И стал я её записи просматривать. А “мимика” — вещь в подобных записях вещь не последняя. Подчас важнее слов сказанных. И в целом, Мила себя секретарём дельным и аккуратным показала. Мне, конечно, дополнять должно будет, но не по её небрежению и невнимательности, а скорее из-за разных углов зрения и эфирной чувствительности.
— Девицá, — похвалил я подругу. — Кстати, считай седмицу у нас будут встречи покороче, да и не каждый день.
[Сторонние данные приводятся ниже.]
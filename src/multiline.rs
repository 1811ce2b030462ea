use chrono::NaiveDate;
use once_cell::sync::Lazy;
use regex::Regex;
use serde::Serialize;

use crate::parser::{Idea, LineFormat, DEFAULT_CATEGORY};
use crate::temporal::start_of_day;

/// One Idea Generator session: the answers a user gave plus the ideas the
/// generator produced and the one they picked.
#[derive(Debug, Clone, Default, PartialEq, Serialize)]
#[serde(rename_all = "camelCase")]
pub struct GeneratorEntry {
    pub date: Option<NaiveDate>,
    pub industry: Option<String>,
    pub skills: Option<String>,
    pub problem: Option<String>,
    pub customer: Option<String>,
    pub generated_ideas: Vec<String>,
    pub selected_idea: Option<String>,
    #[serde(skip)]
    pub raw: String,
}

impl GeneratorEntry {
    /// The four answers in a fixed order.
    pub fn answers(&self) -> [Option<&str>; 4] {
        [
            self.industry.as_deref(),
            self.skills.as_deref(),
            self.problem.as_deref(),
            self.customer.as_deref(),
        ]
    }

    /// Convert to an idea: titled by the selected idea, else the first
    /// generated one, else the problem. `None` when none of those exist.
    pub fn to_idea(&self) -> Option<Idea> {
        let title = self
            .selected_idea
            .clone()
            .or_else(|| self.generated_ideas.first().cloned())
            .or_else(|| self.problem.clone())?;
        let mut idea = Idea::new(title, LineFormat::Generator, &self.raw);
        idea.category = self
            .industry
            .clone()
            .unwrap_or_else(|| DEFAULT_CATEGORY.to_string());
        idea.problem = self.problem.clone();
        idea.customer = self.customer.clone();
        idea.date = self.date.map(start_of_day);
        idea.refresh_keywords();
        Some(idea)
    }
}

static RE_DATE_MARKER: Lazy<Regex> = Lazy::new(|| {
    Regex::new(r"(?i)^\s*date:\s*(\d{4}-\d{2}-\d{2})").unwrap()
});
static RE_SELECTED: Lazy<Regex> = Lazy::new(|| {
    Regex::new(r"(?i)selected\s+idea:\s*(.+)$").unwrap()
});
static RE_FIELD: Lazy<Regex> = Lazy::new(|| {
    Regex::new(r"^\s*([A-Za-z][A-Za-z _]*?)\s*:\s*(.*)$").unwrap()
});
static RE_LIST_ITEM: Lazy<Regex> = Lazy::new(|| {
    Regex::new(r"^\s*(?:\d+[.)]|[-*•])\s+(.+)$").unwrap()
});

/// Accumulates Idea Generator entries spanning several lines. A line
/// starting with `Date:YYYY-MM-DD` opens a new entry, except the
/// `Date:... | Selected Idea: ...` form which completes the open one.
#[derive(Default)]
pub struct GeneratorAggregator {
    current: Option<GeneratorEntry>,
    in_idea_list: bool,
}

impl GeneratorAggregator {
    pub fn push(&mut self, line: &str) -> Option<GeneratorEntry> {
        let trimmed = line.trim();
        if trimmed.is_empty() {
            return None;
        }

        if let Some(caps) = RE_DATE_MARKER.captures(trimmed) {
            if let Some(sel) = RE_SELECTED.captures(trimmed) {
                if let Some(cur) = self.current.as_mut() {
                    cur.selected_idea = non_blank(&sel[1]);
                    push_raw(cur, trimmed);
                }
                return None;
            }
            let finished = self.current.take();
            let mut entry = GeneratorEntry {
                date: NaiveDate::parse_from_str(&caps[1], "%Y-%m-%d").ok(),
                raw: trimmed.to_string(),
                ..Default::default()
            };
            // Single-line form: `Date:... | Industry: ... | Problem: ...`
            for segment in trimmed.split('|').skip(1) {
                apply_field(&mut entry, segment, &mut self.in_idea_list);
            }
            self.in_idea_list = false;
            self.current = Some(entry);
            return finished;
        }

        let Some(cur) = self.current.as_mut() else {
            return None;
        };
        push_raw(cur, trimmed);
        if self.in_idea_list {
            if let Some(item) = RE_LIST_ITEM.captures(trimmed) {
                if let Some(idea) = non_blank(&item[1]) {
                    cur.generated_ideas.push(idea);
                }
                return None;
            }
        }
        if !apply_field(cur, trimmed, &mut self.in_idea_list) && self.in_idea_list {
            cur.generated_ideas.push(trimmed.to_string());
        }
        None
    }

    pub fn finish(&mut self) -> Option<GeneratorEntry> {
        self.in_idea_list = false;
        self.current.take()
    }
}

fn push_raw(entry: &mut GeneratorEntry, line: &str) {
    entry.raw.push('\n');
    entry.raw.push_str(line);
}

fn non_blank(s: &str) -> Option<String> {
    let t = s.trim();
    if t.is_empty() { None } else { Some(t.to_string()) }
}

/// Apply a `Key: value` line to the entry. Returns whether the key was known.
fn apply_field(entry: &mut GeneratorEntry, segment: &str, in_idea_list: &mut bool) -> bool {
    let Some(caps) = RE_FIELD.captures(segment) else {
        return false;
    };
    let key = caps[1].trim().to_lowercase().replace('_', " ");
    let value = non_blank(&caps[2]);
    match key.as_str() {
        "industry" => entry.industry = value,
        "skills" | "skill" => entry.skills = value,
        "problem" => entry.problem = value,
        "customer" | "customers" | "target customer" | "target customers" => entry.customer = value,
        "selected idea" => entry.selected_idea = value,
        "ideas" | "generated ideas" => {
            *in_idea_list = true;
            if let Some(v) = value {
                entry.generated_ideas.extend(v.split(';').filter_map(non_blank));
            }
        }
        _ => return false,
    }
    if key != "ideas" && key != "generated ideas" {
        *in_idea_list = false;
    }
    true
}

/// Parse a whole Idea Generator log into entries, in order.
pub fn parse_generator_log(text: &str) -> Vec<GeneratorEntry> {
    let mut agg = GeneratorAggregator::default();
    let mut out = Vec::new();
    for line in text.lines() {
        if let Some(e) = agg.push(line) {
            out.push(e);
        }
    }
    if let Some(e) = agg.finish() {
        out.push(e);
    }
    out
}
Будет Морсгент сей думать, да в голове надуманное утрясать, — сделал прогноз я.
— Ты потому про курсы эти академические спросил? — уточнила Мила.
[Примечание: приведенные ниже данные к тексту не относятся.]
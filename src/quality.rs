use once_cell::sync::Lazy;
use regex::Regex;
use std::collections::HashSet;
use thiserror::Error;

use crate::multiline::GeneratorEntry;

const MIN_ANSWERED: usize = 3;
const MIN_TEXT_CHARS: usize = 20;
const MAX_NON_ASCII_RATIO: f64 = 0.5;
const MAX_EMOJI: usize = 10;
const MAX_SPECIAL_RATIO: f64 = 0.3;
const SPAM_MIN_WORDS: usize = 10;
const MIN_UNIQUE_WORD_RATIO: f64 = 0.3;

static RE_PLACEHOLDER: Lazy<Regex> = Lazy::new(|| {
    Regex::new(r"(?i)^\s*(none|n[/-]?a|idk|i\s*don'?t\s*know|nothing|null|nil|-+|\?+)\s*\.?\s*$").unwrap()
});

/// Why an Idea Generator entry was dropped.
#[derive(Debug, Clone, Copy, PartialEq, Eq, Error)]
pub enum Rejection {
    #[error("fewer than three answered fields")]
    MissingFields,
    #[error("placeholder answer")]
    PlaceholderAnswer,
    #[error("mostly non-ASCII text")]
    NonAscii,
    #[error("too many emoji")]
    EmojiFlood,
    #[error("too many special characters")]
    SpecialChars,
    #[error("text too short")]
    TooShort,
    #[error("repetitive text")]
    Repetitive,
}

fn is_emoji(c: char) -> bool {
    matches!(c as u32,
        0x1F000..=0x1FAFF | 0x2600..=0x27BF | 0x2B00..=0x2BFF | 0xFE00..=0xFE0F)
}

fn is_special(c: char) -> bool {
    !(c.is_alphanumeric() || c.is_whitespace() || ".,'\"-!?:;()/&".contains(c))
}

/// Screen free text for junk: non-ASCII floods, emoji spam, symbol noise,
/// trivially short answers and repeated words.
pub fn check_text(text: &str) -> Result<(), Rejection> {
    let total = text.chars().count();
    let non_ascii = text.chars().filter(|c| !c.is_ascii()).count();
    if total > 0 && non_ascii as f64 / total as f64 > MAX_NON_ASCII_RATIO {
        return Err(Rejection::NonAscii);
    }
    if text.chars().filter(|&c| is_emoji(c)).count() > MAX_EMOJI {
        return Err(Rejection::EmojiFlood);
    }
    let special = text.chars().filter(|&c| is_special(c)).count();
    if total > 0 && special as f64 > MAX_SPECIAL_RATIO * total as f64 {
        return Err(Rejection::SpecialChars);
    }
    if text.trim().chars().count() < MIN_TEXT_CHARS {
        return Err(Rejection::TooShort);
    }
    let words: Vec<String> = text.split_whitespace().map(str::to_lowercase).collect();
    if words.len() > SPAM_MIN_WORDS {
        let unique: HashSet<&String> = words.iter().collect();
        if (unique.len() as f64) < MIN_UNIQUE_WORD_RATIO * words.len() as f64 {
            return Err(Rejection::Repetitive);
        }
    }
    Ok(())
}

/// Keep an entry only when at least three of industry, skills, problem and
/// customer are answered, none with a placeholder, and the combined answers
/// pass [`check_text`].
pub fn check_entry(entry: &GeneratorEntry) -> Result<(), Rejection> {
    let answered: Vec<&str> = entry
        .answers()
        .into_iter()
        .flatten()
        .map(str::trim)
        .filter(|a| !a.is_empty())
        .collect();
    if answered.len() < MIN_ANSWERED {
        return Err(Rejection::MissingFields);
    }
    if answered.iter().any(|a| RE_PLACEHOLDER.is_match(a)) {
        return Err(Rejection::PlaceholderAnswer);
    }
    check_text(&answered.join(" "))
}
— Ну да, тут за деньги, не сказать, чтобы чрезмерные, обучают лишь слушателям навыкам доступным, — ответил я.
— А я? — спросила Мила. — А мне можно на курсы?
— Да я, в общем-то, не против, — честно ответил я. — Всё не в четырёх стенах торчать, а гулять одной в этом Полисе… опасаюсь я за тебя, — признался я. — А какие ты хочешь?
— Математику, — ответила подруга. — Я, Ормоша, в расчётах твоих подчас и не понимаю ничего. Формулы беру, но понимания нет.
— Можно подумать, — несколько заделся я, — я тебя хуже обучаю.
— Лучше, — с улыбкой ответила Мила, погладив меня по плечу. — Но тут время тратить не будем лишнего, а ты и проверить сможешь.
— Да я это так, для порядка, — признал я некоторую беспочвенность своего ворчания.
Собственно, так и вышло, Суторум на следующий день лишь в четверть часа встречу уложил, сообщил, что “надо думать”, и следующую встречу на два дня перенёс. Ну а я из гостиного двора с Остромиром связался, краткий отчёт передал, да и получил добро на планы свои. И лешему попросил передать. А что передать — связь эфирная, сбоящая, не дала собеседнику понять.
И направились мы вновь в Академию, правда, с иного входу. И препятствий никаких в обучении, кроме денег, не было. Разве что и мне, и Миле блиц-опрос учинили. Дело в том, что деньги тут брали не за болтовню, а за результат. И прежде чем обязательство принимать, удостоверялись: а понять-то то, чему учится, слушатель сможет?
А мне было нужно и интересно оперирование на клеточном уровне. Дело в том, что ряд гормональных воздействий я осуществлять, спасибо Артемиде Псиносфеновне, мог. Вот только более тонкая работа требовала не только знаний и понимания, но и навыков. И не на лягухах откопанных, а именно на себе, причем, для начала.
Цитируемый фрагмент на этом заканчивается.